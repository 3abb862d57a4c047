//! Entity descriptors.

use super::field::{ColumnType, FieldDef};
use super::path::{ColumnRef, Join};
use super::relation::RelationSpec;
use crate::security::UserRole;

/// An id filter option (`dhostids`, `druleids`, ...).
///
/// The filtered column lives either on the entity's own table or on the
/// last table of a join chain starting at it.
#[derive(Debug, Clone, PartialEq, Eq)]
pub struct IdFilterDef {
    /// Option key accepted from callers.
    pub option: String,
    /// Join chain from the entity's table; empty for a local column.
    pub via: Vec<Join>,
    /// Filtered column, qualified by the entity alias or the last hop alias.
    pub column: ColumnRef,
    /// Type the filter values are coerced to.
    pub column_type: ColumnType,
    /// Whether `groupCount` may group by this column.
    pub groupable: bool,
}

impl IdFilterDef {
    /// A filter on a column of the entity's own table.
    pub fn local(option: impl Into<String>, column: ColumnRef) -> Self {
        Self {
            option: option.into(),
            via: Vec::new(),
            column,
            column_type: ColumnType::Int,
            groupable: false,
        }
    }

    /// A filter on a column reached through joins.
    pub fn via(
        option: impl Into<String>,
        joins: impl IntoIterator<Item = Join>,
        column: ColumnRef,
    ) -> Self {
        Self {
            option: option.into(),
            via: joins.into_iter().collect(),
            column,
            column_type: ColumnType::Int,
            groupable: false,
        }
    }

    /// Set the value type (integer by default).
    pub fn with_type(mut self, column_type: ColumnType) -> Self {
        self.column_type = column_type;
        self
    }

    /// Allow grouped counts by this column.
    pub fn groupable(mut self) -> Self {
        self.groupable = true;
        self
    }

    /// True when every hop matches at most one row, so the joins can be added
    /// to the primary query without multiplying rows.
    pub fn is_to_one(&self) -> bool {
        self.via.iter().all(|join| join.unique)
    }
}

/// Minimum roles for reading and modifying an entity.
#[derive(Debug, Clone, Copy, PartialEq, Eq)]
pub struct AccessRules {
    /// Minimum role for `get`.
    pub read: UserRole,
    /// Minimum role for mutations and `editable` reads.
    pub write: UserRole,
}

impl AccessRules {
    /// Create access rules.
    pub fn new(read: UserRole, write: UserRole) -> Self {
        Self { read, write }
    }
}

impl Default for AccessRules {
    fn default() -> Self {
        Self::new(UserRole::User, UserRole::Admin)
    }
}

/// Describes one entity kind.
#[derive(Debug, Clone, PartialEq, Eq)]
pub struct EntityDescriptor {
    /// Entity name used by callers.
    pub name: String,
    /// Backing table.
    pub table: String,
    /// Table alias used in plans.
    pub alias: String,
    /// Primary key column.
    pub primary_key: String,
    /// Columns.
    pub fields: Vec<FieldDef>,
    /// Fields accepted by `sortfield`.
    pub sortable: Vec<String>,
    /// Ordering of related collections of this entity when no sort is given.
    /// Defaults to the primary key.
    pub natural_sort: Option<String>,
    /// Id filter options.
    pub id_filters: Vec<IdFilterDef>,
    /// Relations, resolved in declaration order.
    pub relations: Vec<RelationSpec>,
    /// Access rules.
    pub access: AccessRules,
}

impl EntityDescriptor {
    /// Create a descriptor with no columns.
    pub fn new(
        name: impl Into<String>,
        table: impl Into<String>,
        alias: impl Into<String>,
        primary_key: impl Into<String>,
    ) -> Self {
        Self {
            name: name.into(),
            table: table.into(),
            alias: alias.into(),
            primary_key: primary_key.into(),
            fields: Vec::new(),
            sortable: Vec::new(),
            natural_sort: None,
            id_filters: Vec::new(),
            relations: Vec::new(),
            access: AccessRules::default(),
        }
    }

    /// Add columns.
    pub fn with_fields(mut self, fields: impl IntoIterator<Item = FieldDef>) -> Self {
        self.fields.extend(fields);
        self
    }

    /// Set the sortable fields.
    pub fn with_sortable<I, S>(mut self, fields: I) -> Self
    where
        I: IntoIterator<Item = S>,
        S: Into<String>,
    {
        self.sortable = fields.into_iter().map(Into::into).collect();
        self
    }

    /// Set the natural sort field.
    pub fn with_natural_sort(mut self, field: impl Into<String>) -> Self {
        self.natural_sort = Some(field.into());
        self
    }

    /// Add an id filter.
    pub fn with_id_filter(mut self, filter: IdFilterDef) -> Self {
        self.id_filters.push(filter);
        self
    }

    /// Add a relation.
    pub fn with_relation(mut self, relation: RelationSpec) -> Self {
        self.relations.push(relation);
        self
    }

    /// Set access rules.
    pub fn with_access(mut self, access: AccessRules) -> Self {
        self.access = access;
        self
    }

    /// Get a field by name.
    pub fn field(&self, name: &str) -> Option<&FieldDef> {
        self.fields.iter().find(|f| f.name == name)
    }

    /// Check if a field exists.
    pub fn has_field(&self, name: &str) -> bool {
        self.field(name).is_some()
    }

    /// Field names in declaration order.
    pub fn field_names(&self) -> impl Iterator<Item = &str> {
        self.fields.iter().map(|f| f.name.as_str())
    }

    /// Check if a field may be used in `sortfield`.
    pub fn is_sortable(&self, name: &str) -> bool {
        self.sortable.iter().any(|s| s == name)
    }

    /// Natural sort field (primary key when unset).
    pub fn natural_sort_field(&self) -> &str {
        self.natural_sort.as_deref().unwrap_or(&self.primary_key)
    }

    /// Get an id filter by option key.
    pub fn id_filter(&self, option: &str) -> Option<&IdFilterDef> {
        self.id_filters.iter().find(|f| f.option == option)
    }

    /// Get a relation by output name.
    pub fn relation(&self, name: &str) -> Option<&RelationSpec> {
        self.relations.iter().find(|r| r.name == name)
    }

    /// Get a relation by its select option key (e.g. `selectDRules`).
    pub fn relation_by_option(&self, option: &str) -> Option<&RelationSpec> {
        self.relations.iter().find(|r| r.option == option)
    }

    /// Column reference for a field of this entity's table.
    pub fn column(&self, field: &str) -> ColumnRef {
        ColumnRef::new(&self.alias, field)
    }

    /// Column reference for the primary key.
    pub fn primary_key_column(&self) -> ColumnRef {
        self.column(&self.primary_key)
    }
}
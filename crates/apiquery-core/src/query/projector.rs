//! Output projection.

use apiquery_proto::EntityMap;

use super::normalizer::NormalizedQuery;

/// Drop fields that were fetched only for internal use.
///
/// Runs after relation resolution, so foreign keys read by the resolver are
/// gone from the output only once nothing needs them. The primary key,
/// requested fields, attached relations and fields retained for an outer
/// stage are kept.
pub fn project(map: &mut EntityMap, query: &NormalizedQuery<'_>) {
    let relations: Vec<&str> = query
        .relations
        .iter()
        .map(|request| request.relation.name.as_str())
        .collect();

    map.for_each_mut(|_, entity| {
        entity.retain(|field| query.keeps_field(field) || relations.contains(&field));
    });
}
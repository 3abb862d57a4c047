//! Relation resolution.
//!
//! For each requested relation the resolver:
//! 1. maps parent keys to related keys (from a parent column, a link query,
//!    or the related rows themselves),
//! 2. fetches all related entities in one secondary query through the full
//!    pipeline, which may resolve further nested relations,
//! 3. attaches the related entities, or their count, to every parent.

use apiquery_proto::{EntityMap, Key, Value};
use tracing::debug;

use super::normalizer::{NormalizedQuery, RelationRequest};
use super::planner::{QueryPlanner, LINK_CHILD, LINK_PARENT};
use super::relation_map::RelationMap;
use crate::catalog::{EntityDescriptor, RelationPath};
use crate::engine::Engine;
use crate::error::Result;
use crate::storage::Storage;

/// Resolves the relations of one query.
pub struct RelationResolver<'e, S> {
    engine: &'e Engine<S>,
}

impl<'e, S: Storage> RelationResolver<'e, S> {
    /// Create a resolver that fetches through `engine`.
    pub fn new(engine: &'e Engine<S>) -> Self {
        Self { engine }
    }

    /// Attach every requested relation to `parents`, in declaration order.
    pub fn resolve(&self, parents: &mut EntityMap, query: &NormalizedQuery<'_>) -> Result<()> {
        for request in &query.relations {
            self.resolve_one(parents, query.entity, request, query.limit_per_relation)?;
        }
        Ok(())
    }

    fn resolve_one(
        &self,
        parents: &mut EntityMap,
        parent_entity: &EntityDescriptor,
        request: &RelationRequest<'_>,
        limit: Option<usize>,
    ) -> Result<()> {
        let relation = request.relation;
        let mut child_query = request.query.clone();
        let target = child_query.entity;
        let mut map = RelationMap::new();

        let children = match &relation.path {
            RelationPath::ParentColumn(column) => {
                for (key, parent) in parents.iter() {
                    if let Some(child) = parent.value(column).and_then(Value::as_key) {
                        map.add(key.clone(), child);
                    }
                }
                self.fetch_related(&mut child_query, &map, target)?
            }
            RelationPath::Joined { joins, target: column } => {
                let plan =
                    QueryPlanner::link_plan(parent_entity, joins, column, key_values(parents));
                for row in self.engine.storage().select(&plan)? {
                    let parent = row.get(LINK_PARENT).and_then(Value::as_key);
                    let child = row.get(LINK_CHILD).and_then(Value::as_key);
                    if let (Some(parent), Some(child)) = (parent, child) {
                        map.add(parent, child);
                    }
                }
                self.fetch_related(&mut child_query, &map, target)?
            }
            RelationPath::ChildColumn(column) => {
                child_query
                    .constraints
                    .push((column.clone(), key_values(parents)));
                child_query.retain.insert(column.clone());
                let mut children = self.engine.fetch(&child_query)?.into_rows();

                let mut pairs: Vec<(Key, Key)> = Vec::with_capacity(children.len());
                for (child_key, child) in children.iter() {
                    if let Some(parent) = child.value(column).and_then(Value::as_key) {
                        pairs.push((parent, child_key.clone()));
                    }
                }
                for (parent, child) in pairs {
                    map.add(parent, child);
                }
                if !request.query.keeps_field(column) {
                    children.for_each_mut(|_, child| {
                        child.remove(column);
                    });
                }
                children
            }
        };

        debug!(
            relation = %relation.name,
            target = %target.name,
            parents = parents.len(),
            related = children.len(),
            "resolved relation"
        );

        if request.count {
            map.attach_counts(parents, &children, &relation.name);
        } else {
            map.attach_many(parents, &children, &relation.name, limit);
        }
        Ok(())
    }

    /// Fetch the related entities whose keys are in `map`.
    fn fetch_related(
        &self,
        child_query: &mut NormalizedQuery<'_>,
        map: &RelationMap,
        target: &EntityDescriptor,
    ) -> Result<EntityMap> {
        if map.is_empty() {
            return Ok(EntityMap::new());
        }
        child_query
            .constraints
            .push((target.primary_key.clone(), map.related_values()));
        Ok(self.engine.fetch(child_query)?.into_rows())
    }
}

fn key_values(map: &EntityMap) -> Vec<Value> {
    map.keys().map(Key::to_value).collect()
}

------------------------------------------------

Work through the data above line by line and give the number of lines in which "used" occurs. Add nothing else.

3